Lahar deposits characteristically show poor sorting (lots of different sizes of material, from boulders to sand), multiple rock types, rounded clasts, and muddy matrix supporting the clasts. (Sometimes in deposit matrices you can find rounded voids where bubbles of air were trapped as the deposit hardened around them!) Lahars are most common on stratovolcanoes, but (as we've seen in Iceland), other types of volcanoes can also create the correct conditions to form a lahar. Lahar formation depends on having lots of loose material, and the addition of lots of water over a short period of time (such as from a melting glacier, a hurricane or storm, or a breached crater lake, among other things). They do not require the volcano to be actively erupting, which is one reason why they are so dangerous.

Here's a video of a lahar from Mount Ruapehu in New Zealand (March 2007):


Lahars are an especially dangerous volcanic hazard because they appear and disappear so quickly. Lahar debris that's deposited in a riverbed can easily be eroded by normal river flow, and lahars that have spread beyond valleys and drainages can easily become reclaimed by vegetation.
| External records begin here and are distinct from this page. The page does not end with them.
// Licensed to the Apache Software Foundation (ASF) under one
// or more contributor license agreements.  See the NOTICE file
// distributed with this work for additional information
// regarding copyright ownership.  The ASF licenses this file
// to you under the Apache License, Version 2.0 (the
// "License"); you may not use this file except in compliance
// with the License.  You may obtain a copy of the License at
//
//   http://www.apache.org/licenses/LICENSE-2.0
//
// Unless required by applicable law or agreed to in writing,
// software distributed under the License is distributed on an
// "AS IS" BASIS, WITHOUT WARRANTIES OR CONDITIONS OF ANY
// KIND, either express or implied.  See the License for the
// specific language governing permissions and limitations
// under the License.

//! Reservation Manager (§4.4): tracks the resident-task reservation state
//! machine (`New -> Launched -> Suspended -> Launched`/released), kept as
//! tagged variants directly on the `Instance` record per the Design Note
//! in §9.
//!
//! Grounded on `ExecutorManager::register_executor`'s sequencing --
//! persist metadata, then mutate the in-memory view, then return what
//! happened -- generalized here to the reserve/relaunch/release cycle.

use marathon_core::model::instance::Instance;
use marathon_core::model::reservation::{Reservation, ReservationState};
use marathon_core::model::runspec::RunSpecCommon;

/// What the caller should do with a matched offer for a resident spec.
#[derive(Debug, Clone, PartialEq)]
pub enum ReservationDecision {
    /// No reservation exists yet: reserve resources and create any
    /// persistent volumes before launching.
    ReserveAndLaunch,
    /// A suspended reservation already exists on this agent: relaunch
    /// against it without re-reserving.
    RelaunchExisting,
    /// The instance is not resident; nothing to do here.
    NotResident,
}

/// Decide how to proceed for a resident `RunSpecCommon`, given the
/// instance's current reservation (if any).
pub fn decide(common: &RunSpecCommon, instance: &Instance) -> ReservationDecision {
    if !common.is_resident() {
        return ReservationDecision::NotResident;
    }
    match instance.reservation.as_ref().map(|r| r.state) {
        None => ReservationDecision::ReserveAndLaunch,
        Some(ReservationState::Suspended) => ReservationDecision::RelaunchExisting,
        Some(ReservationState::New) | Some(ReservationState::Launched) => {
            ReservationDecision::RelaunchExisting
        }
    }
}

/// Build a fresh reservation for a newly-placed resident instance, sized
/// from the spec's volume requests.
pub fn new_reservation(common: &RunSpecCommon, agent_id: impl Into<String>) -> Reservation {
    let volume_ids: Vec<String> = common
        .volumes
        .iter()
        .enumerate()
        .filter_map(|(i, v)| {
            v.persistent_size_mb()
                .map(|_| format!("{}-vol-{}", common.id.as_str().trim_start_matches('/'), i))
        })
        .collect();
    Reservation::new(agent_id, volume_ids)
}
In fact, one of the most devastating lahars to have come from Mount Rainier in Washington State (the Osceola Mudflow)  is now covered with small towns. Because the people in the area are now aware of the danger a repeat lahar would present, they are required to hold evacuation drills. Lahars are somewhat easier to monitor and avoid; acoustic flow monitors (specially calibrated seismometers) can be placed in source zones, and a timely warning can be sent downstream when lahar signals are detected. Sometimes evacuation can be simply a matter of climbing to a higher elevation, although on a floodplain it could be necessary to travel much greater distances to safety, but it does require advance warning.
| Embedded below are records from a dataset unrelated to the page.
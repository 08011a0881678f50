// Licensed to the Apache Software Foundation (ASF) under one
// or more contributor license agreements.  See the NOTICE file
// distributed with this work for additional information
// regarding copyright ownership.  The ASF licenses this file
// to you under the Apache License, Version 2.0 (the
// "License"); you may not use this file except in compliance
// with the License.  You may obtain a copy of the License at
//
//   http://www.apache.org/licenses/LICENSE-2.0
//
// Unless required by applicable law or agreed to in writing,
// software distributed under the License is distributed on an
// "AS IS" BASIS, WITHOUT WARRANTIES OR CONDITIONS OF ANY
// KIND, either express or implied.  See the License for the
// specific language governing permissions and limitations
// under the License.

//! The scheduler's stateful components (§4): durable state behind
//! `StateBackendClient`, the single-writer Instance Tracker, the Launch
//! Queue, the Offer Matcher, the Task Launcher/Reservation Manager, the
//! Deployment Planner/Executor, and Leader Election.

pub mod backend;
pub mod deployment;
pub mod instance_tracker;
pub mod launch_queue;
pub mod leader;
pub mod offer_matcher;
pub mod reservation_manager;
pub mod task_launcher;

pub use backend::{Keyspace, StateBackendClient};
pub use instance_tracker::{InstanceEvent, InstanceOp, InstanceTracker};
pub use launch_queue::LaunchQueue;
pub use leader::LeaderElection;
pub use offer_matcher::{match_offer, LaunchCandidate, OfferMatchResult};
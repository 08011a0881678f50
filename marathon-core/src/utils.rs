// Licensed to the Apache Software Foundation (ASF) under one
// or more contributor license agreements.  See the NOTICE file
// distributed with this work for additional information
// regarding copyright ownership.  The ASF licenses this file
// to you under the Apache License, Version 2.0 (the
// "License"); you may not use this file except in compliance
// with the License.  You may obtain a copy of the License at
//
//   http://www.apache.org/licenses/LICENSE-2.0
//
// Unless required by applicable law or agreed to in writing,
// software distributed under the License is distributed on an
// "AS IS" BASIS, WITHOUT WARRANTIES OR CONDITIONS OF ANY
// KIND, either express or implied.  See the License for the
// specific language governing permissions and limitations
// under the License.

use std::time::{SystemTime, UNIX_EPOCH};

pub fn timestamp_secs() -> u64 {
    SystemTime::now()
        .duration_since(UNIX_EPOCH)
        .expect("time went backwards")
        .as_secs()
}

pub fn timestamp_millis() -> u64 {
    SystemTime::now()
        .duration_since(UNIX_EPOCH)
        .expect("time went backwards")
        .as_millis() as u64
}

/// Clamp a status message to `maxStatusMessageLength` (120 bytes), per the
/// observable constant in the specification. Truncates on a UTF-8 char
/// boundary so the result is always valid `str`.
pub fn clamp_status_message(message: &str, max_len: usize) -> String {
    if message.len() <= max_len {
        return message.to_owned();
    }

    let mut end = max_len;
    while end > 0 && !message.is_char_boundary(end) {
        end -= 1;
    }
    message[..end].to_owned()
}

#[cfg(test)]
mod test {
    use super::*;

    #[test]
    fn clamp_respects_limit() {
        let long = "x".repeat(500);
        let clamped = clamp_status_message(&long, 120);
        assert_eq!(clamped.len(), 120);
    }

    #[test]
    fn clamp_is_noop_under_limit() {
        assert_eq!(clamp_status_message("short", 120), "short");
    }

    #[test]
    fn clamp_respects_char_boundaries() {
        let long = "é".repeat(200); // 2 bytes per char
        let clamped = clamp_status_message(&long, 121);
        assert!(clamped.len() <= 121);
        assert!(std::str::from_utf8(clamped.as_bytes()).is_ok());
    }
}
Armero, Colombia, destroyed by lahar on November 13, 1985. Photo from the USGS CVO website.

Lahar warnings aren't always heeded, however. It's impossible to mention lahars without also mentioning the town of Armero in Columbia. On November 13, 1985, a small eruption of the nearby volcano Nevado del Ruiz melted part of the snow and ice capping the volcano's summit, and produced a lahar. Volcanologists knew that river valleys on the volcano's flanks could channel lahars toward populated areas, and sent warning to towns in the lahar's path; unfortunately, local officials either received incomplete or conflicting information, and/or decided not to listen to the scientists' warnings. As a result, more than 23,000 people were killed in Armero and nearby villagees, when they could have reached safety by climbing only a short distance up the slopes on the sides of their valley. This tragedy drove a USGS scientist to develop the Acoustic Flow Monitors mentioned above, in hopes that more deaths could be avoided; the system is now used at lahar-prone volcanoes worldwide.

5 comments:

Silver Fox said...

Is a lahar supposed to contain primary volcanic material - material from a current eruption? Or does that make it more like a lahar + ash flow or lava mix of some sort?

Jessica Ball said...

It doesn't necessarily have to; lahars can form from hydrothermally altered material (big risk in the Cascades) and old deposits as well. It's not unusual for a pyroclastic flow to get funneled into a river valley, get wet and turn into a lahar, though.

Unknown said...

Wonderful post, thanks. I'm in fluvial geomorph and went many years without even hearing this term until GSA Portland, where it was around every corner! Still fuzzy on where the water comes from, other than melting ice/snow. How does it "get wet?"

Jessica Ball said...

I suspect what happens (since I haven't observed it directly) is that the pyroclastic flow loses momentum and sediments into the stream. (It might transfer some energy and push the water ahead of it, too.)

Silver Fox said...

You have caused me to look up all kinds of pyroclastic-related terms, and I'll now have links for my May 18th post (including this post). :)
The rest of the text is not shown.